El 30 de marzo, este diario anticipó que el gobierno evaluaba
esa alternativa (abajo).
La necesidad empujó al patagónico a una maniobra al menos curiosa: el año pasado Alicia fue candidata mientras repartía ayuda social; ayer dejó la banca en el Senado para la que fue electa para volver a asumir como ministra y el año próximo será de nuevo postulante.
Hasta resigna un voto en el Senado: como pidió licencia, Alicia no puede ser reemplazada por su suplente, que, de todos modos, tiene trabajo y renta en Santa Cruz: se trata de Juan Bontempo, ex asesor de Kirchner, ahora ministro de Economía -casi un gobernador bis- de Carlos Sancho.
Inmola, en el revoleo, a Juan Carlos Nadalich, un médico correntino que se mudó al sur donde, hace años, se convirtió en segundo de Alicia. De perfil netamente técnico, Nadalich -proveniente de una familia demócrata cristiana- no logró domar las internas de palacio.
Reinaba un problema práctico: Nadalich no firmaba un papel sin previamente consultar a la ex ministra, que desde el Senado seguía operando como ministra a la distancia. Ese mecanismo tan kirchnerista y las riñas volvieron morosa la gestión social, confiesan ahora.
Ahora, Nadalich baja un rango y de ministro pasa a ocupar la Secretaría de Gestión y Articulación Institucional, oficina que estaba oportunamente vacante luego del reacomodo de la estructura de ese ministerio que, como informó este diario en abril, implicó el ascenso de piqueteros.
Otro dato revela hasta qué punto nada cambia ahora o nada cambió cuando Nadalich reemplazó a Alicia: el resto del equipo de Desarrollo Social queda igual, con Daniel Arroyo en Políticas Sociales, Fernando Gray en Comunicación y Carlos Castagnetto en Administración.
Desde ese sillón, como hizo en 2005, Alicia volverá a convertirse en un pilar de la estrategia electoral del kirchnerismo el año próximo.
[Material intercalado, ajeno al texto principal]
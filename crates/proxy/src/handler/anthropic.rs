//! Pass-through handler for Anthropic Messages upstreams.
//!
//! Covers the native API and the Anthropic-compatible aggregators (MiniMax,
//! Moonshot), which differ only in base URL, path, and credential. The
//! request body is forwarded byte-exact and the upstream SSE stream is piped
//! straight back; the only processing is a usage scan for token accounting.

use std::sync::Arc;

use async_trait::async_trait;
use axum::{
    body::{Body, Bytes},
    http::header,
    response::Response,
};
use futures::StreamExt;
use secrecy::ExposeSecret;
use serde_json::Value;

use super::{Handler, HandlerContext, credential, upstream_error};
use crate::{
    adapter,
    detect::DEFAULT_CONTEXT_WINDOW,
    error::{ProxyError, ProxyResult},
    http_client::http_client,
    protocol::anthropic::{CountTokensResponse, MessagesRequest, Usage},
    registry::{ProviderDescriptor, Route},
    retry,
    stream::{StreamUsage, estimate_tokens},
    tracker::SessionTracker,
};

const ANTHROPIC_VERSION: &str = "2023-06-01";

pub struct AnthropicHandler {
    provider: ProviderDescriptor,
    model: String,
    client: reqwest::Client,
    tracker: Arc<SessionTracker>,
}

impl AnthropicHandler {
    pub fn new(route: Route, ctx: &Arc<HandlerContext>) -> Self {
        let tracker = Arc::new(SessionTracker::new(
            route.provider.name,
            &route.model_name,
            false,
            ctx.config.context_window_override.unwrap_or(DEFAULT_CONTEXT_WINDOW),
            &ctx.status_dir,
            ctx.port,
        ));

        Self {
            provider: route.provider,
            model: route.model_name,
            client: http_client(),
            tracker,
        }
    }

    fn post(&self, url: &str, body: Bytes, key: &secrecy::SecretString) -> reqwest::RequestBuilder {
        self.client
            .post(url)
            .header("x-api-key", key.expose_secret())
            .header("anthropic-version", ANTHROPIC_VERSION)
            .header(header::CONTENT_TYPE, "application/json")
            .body(body)
    }
}

#[async_trait]
impl Handler for AnthropicHandler {
    async fn handle(&self, _request: MessagesRequest, raw_body: Bytes) -> ProxyResult<Response> {
        let key = credential(&self.provider)?.ok_or_else(|| ProxyError::Internal(None))?;

        // Same-dialect upstreams still get their family quirks: MiniMax
        // takes reasoning_split on the Messages body. The native API never
        // matches a family adapter and keeps the body byte-exact.
        let body = match adapter::select(&self.model).prepare_anthropic(&raw_body) {
            Some(rewritten) => Bytes::from(rewritten),
            None => raw_body,
        };

        let url = format!("{}{}", self.provider.base_url, self.provider.api_path);
        let builder = self.post(&url, body, &key);

        let response = retry::send_with_retry(builder, &url).await?;
        if !response.status().is_success() {
            return Err(upstream_error(&self.provider, &self.model, response).await);
        }

        let content_type = response
            .headers()
            .get(header::CONTENT_TYPE)
            .and_then(|value| value.to_str().ok())
            .unwrap_or("text/event-stream")
            .to_string();

        let mut scanner = UsageScanner::new(self.tracker.clone());
        let piped = response.bytes_stream().map(move |chunk| {
            if let Ok(bytes) = &chunk {
                scanner.feed(bytes);
            }
            chunk
        });

        let response = Response::builder()
            .header(header::CONTENT_TYPE, content_type)
            .body(Body::from_stream(piped))
            .map_err(|e| {
                log::error!("Failed to build pass-through response: {e}");
                ProxyError::Internal(None)
            })?;

        Ok(response)
    }

    async fn count_tokens(&self, raw_body: Bytes) -> ProxyResult<CountTokensResponse> {
        let key = credential(&self.provider)?.ok_or_else(|| ProxyError::Internal(None))?;

        let url = format!("{}{}/count_tokens", self.provider.base_url, self.provider.api_path);
        let builder = self.post(&url, raw_body.clone(), &key);

        match retry::send_with_retry(builder, &url).await {
            Ok(response) if response.status().is_success() => response.json().await.map_err(|e| {
                log::error!("Failed to parse count_tokens response: {e}");
                ProxyError::Internal(None)
            }),
            Ok(response) => {
                log::debug!("count_tokens upstream returned {}, falling back to estimate", response.status());
                Ok(estimate(&raw_body))
            }
            Err(_) => Ok(estimate(&raw_body)),
        }
    }

    fn descriptor(&self) -> &ProviderDescriptor {
        &self.provider
    }

    fn tracker(&self) -> &SessionTracker {
        &self.tracker
    }
}

fn estimate(raw_body: &Bytes) -> CountTokensResponse {
    CountTokensResponse {
        input_tokens: u64::from(estimate_tokens(std::str::from_utf8(raw_body).unwrap_or_default())),
    }
}

/// Scans pass-through SSE bytes for usage counters without altering them.
struct UsageScanner {
    tracker: Arc<SessionTracker>,
    line_buffer: String,
    input_tokens: u32,
    recorded: bool,
}

impl UsageScanner {
    fn new(tracker: Arc<SessionTracker>) -> Self {
        Self {
            tracker,
            line_buffer: String::new(),
            input_tokens: 0,
            recorded: false,
        }
    }

    fn feed(&mut self, bytes: &Bytes) {
        self.line_buffer.push_str(&String::from_utf8_lossy(bytes));

        while let Some(newline) = self.line_buffer.find('\n') {
            let line: String = self.line_buffer.drain(..=newline).collect();
            self.scan_line(line.trim());
        }
    }

    fn scan_line(&mut self, line: &str) {
        let Some(data) = line.strip_prefix("data: ") else {
            return;
        };

        let Ok(event) = serde_json::from_str::<Value>(data) else {
            return;
        };

        match event.get("type").and_then(Value::as_str) {
            Some("message_start") => {
                if let Some(input) = event
                    .pointer("/message/usage/input_tokens")
                    .and_then(Value::as_u64)
                {
                    self.input_tokens = input as u32;
                }
            }
            Some("message_delta") if !self.recorded => {
                if let Some(output) = event.pointer("/usage/output_tokens").and_then(Value::as_u64) {
                    self.recorded = true;
                    self.tracker.record(StreamUsage {
                        usage: Usage {
                            input_tokens: self.input_tokens,
                            output_tokens: output as u32,
                        },
                        estimated: false,
                    });
                }
            }
            _ => {}
        }
    }
}

#[cfg(test)]
mod tests {
    use super::*;

    #[test]
    fn usage_scanner_records_once_from_sse_lines() {
        let dir = tempfile::tempdir().expect("tempdir");
        let tracker = Arc::new(SessionTracker::new("anthropic", "claude-sonnet-4", false, 200_000, dir.path(), 9999));
        let mut scanner = UsageScanner::new(tracker.clone());

        let sse = indoc::indoc! {r#"
            event: message_start
            data: {"type":"message_start","message":{"id":"msg_1","usage":{"input_tokens":42,"output_tokens":1}}}

            event: content_block_delta
            data: {"type":"content_block_delta","index":0,"delta":{"type":"text_delta","text":"hi"}}

            event: message_delta
            data: {"type":"message_delta","delta":{"stop_reason":"end_turn"},"usage":{"output_tokens":12}}

        "#};

        // Feed in awkward chunk sizes to exercise line reassembly.
        for chunk in sse.as_bytes().chunks(17) {
            scanner.feed(&Bytes::copy_from_slice(chunk));
        }

        let snapshot = tracker.current();
        assert_eq!(snapshot.input_tokens, 42);
        assert_eq!(snapshot.output_tokens, 12);
    }

    #[test]
    fn estimate_rounds_up() {
        let body = Bytes::from_static(b"12345");
        assert_eq!(estimate(&body).input_tokens, 2);
    }

    #[test]
    fn minimax_bodies_are_rewritten_native_claude_stays_byte_exact() {
        let raw = serde_json::json!({
            "model": "MiniMax-M2",
            "max_tokens": 64,
            "messages": [{"role": "user", "content": "hi"}]
        })
        .to_string();

        let rewritten = adapter::select("minimax-m2")
            .prepare_anthropic(raw.as_bytes())
            .expect("minimax body must be amended");
        let body: Value = serde_json::from_slice(&rewritten).expect("valid json");
        assert_eq!(body["reasoning_split"], true);

        assert!(adapter::select("claude-sonnet-4").prepare_anthropic(raw.as_bytes()).is_none());
    }
}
La otra pata del esquema es Julio De Vido, con el reparto de obras públicas que gestiona vía José López.
Con Kirchner, o eventualmente con Cristina Fernández en la candidatura presidencial, Alicia gerenciará una vez más en directo la política social del gobierno, que fue clave, por caso, en la disputa contra el duhaldismo en la provincia de Buenos Aires.
De aquella batalla ganada, Alicia y los suyos arrastran algunas heridas, como la denuncia por entrega de electrodomésticos. Paradojas del planeta K: la imputación la hizo, en su momento, José María Díaz Bancalari, hoy tanto o más kirchnerista que la otra vez ministra.